BULLS & BEARS: Furniture-maker Kimball may be solid investment

November 7, 2005

It can take a while to rein in investor expectations after a time like the high-return 1990s. As Jeremy Grantham of Grantham Mayo Van Otterloo notes in his quarterly letter, "Even today, with long bonds at 4.5 percent and the earnings yield (on stocks) at under 5.5 percent, the assumption for longterm pension returns is still showing its bullish bias at over 8 percent."

So what does an investor do in an environment that requires more humble expectations for investment returns? For starters, it is worth noting that risk-free short-term rates are pushing 4 percent.

When it comes to stocks, we often comb through the out-of-favor sectors of the market, looking for neglected issues that may be available at attractive valuations. And occasionally an idea crops up in our own back yard.

That just may be the case with Jasperbased Kimball International. The Class B stock trades at about $11 per share on NASDAQ under the symbol KBALB. With a total of 38 million Class A and B shares outstanding, Kimball has a market value of $420 million. Kimball, with $1.1 billion in annual revenue, manufactures and sells furniture as well as wood cabinets for items like televisions. The company also has an electronic contract assemblies division.
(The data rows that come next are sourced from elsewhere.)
// Copyright 2026 Servolink Developers
// SPDX-License-Identifier: Apache-2.0

//! Heartbeat liveness monitoring.
//!
//! Two timers, both armed only once bring-up has finished: a repeating send
//! timer and a one-shot reply deadline. A send tick while a reply is still
//! outstanding skips the cycle instead of stacking pings; a deadline expiry
//! is fatal.

use std::pin::Pin;
use std::time::Duration;
use tokio::time::{interval_at, Instant, Interval, Sleep};

/// Pure outstanding-ping bookkeeping, kept by the channel state machine.
#[derive(Debug, Default)]
pub(crate) struct HeartbeatMonitor {
    waiting_reply: bool,
}

impl HeartbeatMonitor {
    pub fn new() -> Self {
        Self::default()
    }

    /// Called on every send-timer tick. Returns whether a ping should go out
    /// now; `false` means a previous ping is still unanswered and this cycle
    /// is skipped.
    pub fn on_send_due(&mut self) -> bool {
        if self.waiting_reply {
            return false;
        }
        self.waiting_reply = true;
        true
    }

    pub fn on_reply(&mut self) {
        self.waiting_reply = false;
    }

    #[cfg(test)]
    pub fn waiting_reply(&self) -> bool {
        self.waiting_reply
    }
}

/// What a timer firing means for the channel.
#[derive(Debug, Clone, Copy, PartialEq, Eq)]
pub(crate) enum HeartbeatTick {
    SendDue,
    ReplyTimedOut,
}

/// Driver-side timer pair.
///
/// Unarmed timers never fire; `next()` is cancel-safe so the channel actor
/// can select over it together with its input queues.
pub(crate) struct HeartbeatTimers {
    send_every: Duration,
    reply_within: Duration,
    send_timer: Option<Interval>,
    reply_deadline: Option<Pin<Box<Sleep>>>,
}

impl HeartbeatTimers {
    pub fn new(send_every: Duration, reply_within: Duration) -> Self {
        Self {
            send_every,
            reply_within,
            send_timer: None,
            reply_deadline: None,
        }
    }

    /// Arm the repeating send timer. The first tick fires one full interval
    /// from now, not immediately.
    pub fn start(&mut self) {
        self.send_timer = Some(interval_at(
            Instant::now() + self.send_every,
            self.send_every,
        ));
    }

    pub fn arm_reply_deadline(&mut self) {
        self.reply_deadline = Some(Box::pin(tokio::time::sleep(self.reply_within)));
    }

    pub fn clear_reply_deadline(&mut self) {
        self.reply_deadline = None;
    }

    pub fn stop(&mut self) {
        self.send_timer = None;
        self.reply_deadline = None;
    }

    /// Wait for the next timer firing. Pending forever while nothing is
    /// armed.
    pub async fn next(&mut self) -> HeartbeatTick {
        let tick = {
            let Self {
                send_timer,
                reply_deadline,
                ..
            } = self;
            tokio::select! {
                () = async { reply_deadline.as_mut().expect("deadline armed").await },
                        if reply_deadline.is_some() => HeartbeatTick::ReplyTimedOut,
                _ = async { send_timer.as_mut().expect("send timer armed").tick().await },
                        if send_timer.is_some() => HeartbeatTick::SendDue,
                else => std::future::pending().await,
            }
        };
        if tick == HeartbeatTick::ReplyTimedOut {
            // The deadline is one-shot.
            self.reply_deadline = None;
        }
        tick
    }
}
We try to first evaluate the downside risks for any investment under consideration. And, like many companies, Kimball is experiencing increased costs in raw materials and energy used in production.

These costs, and the pricing pressures of the competitive global economy, have eroded profit margins. General industry conditions have been difficult for an extended period. As a result, the company's sales have been stagnant and earnings, while positive, have slid over the past five years. Kimball's business is likely to remain under pressure in the near term.

On the positive side, Kimball has a stellar balance sheet. The company has no longterm debt and holds $117 million, or $3 a share, in cash. The stock has an annual dividend yield of nearly 6 percent, which is covered by the company's free cash flow. At $11 per share, the stock is selling at book value and hovering near a 10-year low.

In today's market, balance sheets like these might attract the interest of an activist hedge fund or a private equity buyer who would swoop in and attempt to force change. However, since voting control rests with management and the founding families via the Class A stock, that scenario is unlikely here. Instead, shareholders will have to rely on Kimball's management to cut costs and manage the company's operations to higher profitability over time.

While we have been buying the stock recently, we have no expectations for a quick recovery in the price. And, as I write this from my Kimball-brand desk, we would welcome further declines in the stock price as an opportunity to add to our holdings.

This is worthwhile to note: As the stock goes down in price, it becomes a more attractive investment. This thinking is the polar opposite of momentum investing, where a hot stock that is rapidly rising in price attracts more and more buyers.

Of course, any investment has its risks and the above should not be construed as investment advice. Aldebaran Capital clients own shares of Kimball and our holdings may change at any time. Investors considering buying Kimball shares should conduct their own thorough analysis.